CoStar Outlines Three Defining Trends for Canada’s Real Estate Market in 2026
CoStar, the global leader in online real estate marketplaces, property data, and market analytics, has released its outlook for Canada’s real estate market in 2026, highlighting three major trends expected to shape performance across property sectors. While Canada’s economy demonstrated resilience in 2025, CoStar’s analysis suggests that structural economic changes, housing supply imbalances, and shifting capital market conditions will create a more challenging environment for real estate in the year ahead.
According to CoStar, the Canadian market is entering a period of transition marked by softer demand fundamentals, ongoing affordability pressures, and an evolving investment landscape that will test both developers and investors.
An Economy Undergoing Structural Change
Canada’s economy exceeded expectations in 2025, supported by solid consumer spending and relative stability across key sectors. This strength helped the country avoid a recession despite elevated interest rates and lingering inflation. However, CoStar’s outlook for 2026 is more cautious, pointing to underlying structural shifts that could weigh on economic momentum.
One of the most significant factors is a projected slowdown in population growth. New federal government policies restricting immigration for non-permanent residents are expected to reduce the pace of population expansion, which has been a critical driver of housing demand in recent years. With fewer new residents entering the country, demand for housing and certain household-driven property types may weaken.
At the same time, Canadian households continue to face considerable affordability challenges. High housing costs, rising living expenses, and lingering debt burdens have eroded purchasing power for many consumers. While wage growth has provided some relief, it has not been sufficient to fully offset elevated costs.
As a result, CoStar expects domestic demand to struggle to match the strong performance seen in 2025. Property sectors that rely heavily on household formation, discretionary spending, and consumer confidence could experience softer conditions in 2026, particularly in markets where affordability constraints are most acute.
Housing Supply Pressures and a Condo Overhang
Another key trend shaping the outlook is the growing imbalance in Canada’s housing supply, particularly within the condominium market. Over the past several years, for-sale condo inventory has increased steadily, leading to a supply overhang in several major urban markets. CoStar estimates that this excess inventory could take six to nine years to fully absorb, depending on local demand conditions and economic performance.
In response to shifting market dynamics, many developers have redirected their focus away from condos and toward purpose-built rental apartments. This shift has resulted in the highest level of rental apartment construction Canada has seen in the past half-century. While this surge in development addresses long-term rental shortages, it has also introduced new challenges.

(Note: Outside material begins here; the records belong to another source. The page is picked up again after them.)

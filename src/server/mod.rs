//! # Channel Server Front-End
//!
//! Accepts client TCP connections, performs the 8-byte null-init
//! handshake, and drives one encrypted session per client. Decrypted
//! payloads are routed through the opcode dispatcher to the system
//! handlers, which mutate the stage/object registries and broadcast back
//! out through other clients' send queues.

pub mod handlers;
pub mod session;

use std::sync::atomic::{AtomicU64, Ordering};
use std::sync::Arc;
use std::time::Duration;
use tokio::net::TcpListener;
use tokio::sync::mpsc;
use tracing::{error, info, warn};

use crate::config::NetworkConfig;
use crate::error::Result;
use crate::protocol::Dispatcher;
use crate::server::session::{run_session, SessionContext};
use crate::stage::{SessionId, StageRegistry};
use crate::utils::metrics::Metrics;

/// One game-channel server instance.
pub struct ChannelServer {
    config: NetworkConfig,
    stages: Arc<StageRegistry>,
    dispatcher: Arc<Dispatcher<SessionContext>>,
    metrics: Arc<Metrics>,
    next_session_id: AtomicU64,
}

impl ChannelServer {
    /// Build a server with the system handlers registered and the
    /// configured lobby stages pre-created.
    pub fn new(config: NetworkConfig) -> Self {
        let stages = Arc::new(StageRegistry::new());
        stages.seed(config.server.default_stages.iter().cloned());

        let dispatcher = Arc::new(Dispatcher::new());
        handlers::register_system_handlers(&dispatcher);

        Self {
            config,
            stages,
            dispatcher,
            metrics: Arc::new(Metrics::new()),
            next_session_id: AtomicU64::new(1),
        }
    }

    pub fn stages(&self) -> &Arc<StageRegistry> {
        &self.stages
    }

    pub fn metrics(&self) -> &Arc<Metrics> {
        &self.metrics
    }

    pub fn dispatcher(&self) -> &Arc<Dispatcher<SessionContext>> {
        &self.dispatcher
    }

    /// Run until ctrl-c.
    pub async fn run(self: Arc<Self>) -> Result<()> {
        let (shutdown_tx, shutdown_rx) = mpsc::channel::<()>(1);

        tokio::spawn(async move {
            if let Ok(()) = tokio::signal::ctrl_c().await {
                info!("received ctrl-c, shutting down");
                let _ = shutdown_tx.send(()).await;
            }
        });

        self.run_with_shutdown(shutdown_rx).await
    }

    /// Run until a message arrives on `shutdown_rx`, then wait for the
    /// active connections to drain (bounded by the configured timeout).
    pub async fn run_with_shutdown(
        self: Arc<Self>,
        shutdown_rx: mpsc::Receiver<()>,
    ) -> Result<()> {
        let listener = TcpListener::bind(&self.config.server.address).await?;
        self.run_on(listener, shutdown_rx).await
    }

    /// Serve an already-bound listener; tests bind to an ephemeral port
    /// and hand it in here.
    pub async fn run_on(
        self: Arc<Self>,
        listener: TcpListener,
        mut shutdown_rx: mpsc::Receiver<()>,
    ) -> Result<()> {
        if let Ok(address) = listener.local_addr() {
            info!(%address, "listening");
        }

        loop {
            tokio::select! {
                _ = shutdown_rx.recv() => {
                    info!("shutting down server, waiting for connections to close");
                    self.drain_connections().await;
                    self.metrics.log_summary();
                    return Ok(());
                }

                accept_result = listener.accept() => {
                    match accept_result {
                        Ok((stream, peer)) => {
                            let active = self.metrics.connections_active.load(Ordering::Relaxed);
                            if active >= self.config.server.max_connections as u64 {
                                warn!(%peer, active, "connection limit reached, refusing");
                                continue;
                            }

                            let server = Arc::clone(&self);
                            let id = SessionId(
                                server.next_session_id.fetch_add(1, Ordering::Relaxed),
                            );

                            tokio::spawn(async move {
                                server.metrics.connection_opened();
                                let result = run_session(
                                    stream,
                                    peer,
                                    id,
                                    Arc::clone(&server.dispatcher),
                                    Arc::clone(&server.stages),
                                    Arc::clone(&server.metrics),
                                    server.config.session.clone(),
                                    server.config.server.expect_null_init,
                                )
                                .await;
                                if let Err(e) = result {
                                    warn!(%id, error = %e, "session ended with error");
                                }
                                server.metrics.connection_closed();
                            });
                        }
                        Err(e) => {
                            error!(error = %e, "error accepting connection");
                        }
                    }
                }
            }
        }
    }

    /// Wait for active connections to close, up to the shutdown timeout.
    async fn drain_connections(&self) {
        let timeout = tokio::time::sleep(self.config.server.shutdown_timeout);
        tokio::pin!(timeout);

        loop {
            tokio::select! {
                _ = &mut timeout => {
                    warn!("shutdown timeout reached, forcing exit");
                    return;
                }
                _ = tokio::time::sleep(Duration::from_millis(500)) => {
                    let connections = self.metrics.connections_active.load(Ordering::Relaxed);
                    info!(connections, "waiting for connections to close");
                    if connections == 0 {
                        info!("all connections closed");
                        return;
                    }
                }
            }
        }
    }
}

High construction and financing costs have pushed average rents for newly delivered rental units to elevated levels. In many cases, rents are out of reach for a significant portion of the population, leading to higher vacancy rates in recently completed buildings. Affordability constraints have limited demand, even as supply continues to grow.
CoStar expects average home prices and apartment rents to continue declining in the near term as markets work through these imbalances. A more stable pricing environment is unlikely to return until at least 2027, once excess supply is absorbed and affordability improves. In the interim, developers may remain cautious, and project timelines could be delayed as market conditions reset.
Capital Markets Adjust to a New Reality
The third major trend identified by CoStar centers on the evolving capital markets environment. Despite recent central bank rate cuts, long-term interest rates and mortgage rates have remained elevated. Persistent inflationary pressures and rising government debt levels have prevented borrowing costs from falling as quickly as many market participants had hoped.
As a result, capital market conditions are no longer providing the strong tailwind that supported real estate activity in prior cycles. Higher financing costs continue to weigh on deal volume, development feasibility, and asset valuations. CoStar anticipates that distress-driven transactions will become more common in 2026, particularly for land and development assets facing refinancing challenges.
These distressed sales are expected to place downward pressure on pricing and limit any meaningful rebound in overall transaction activity. However, the changing environment is also driving innovation within the real estate capital stack.
New sources of capital—including private real estate investment trusts, family offices, infrastructure funds, and private debt providers—are playing a growing role in bridging the gap between buyer and seller expectations. While this evolution may not immediately restore deal volumes, it could gradually improve liquidity and create new opportunities over the longer term.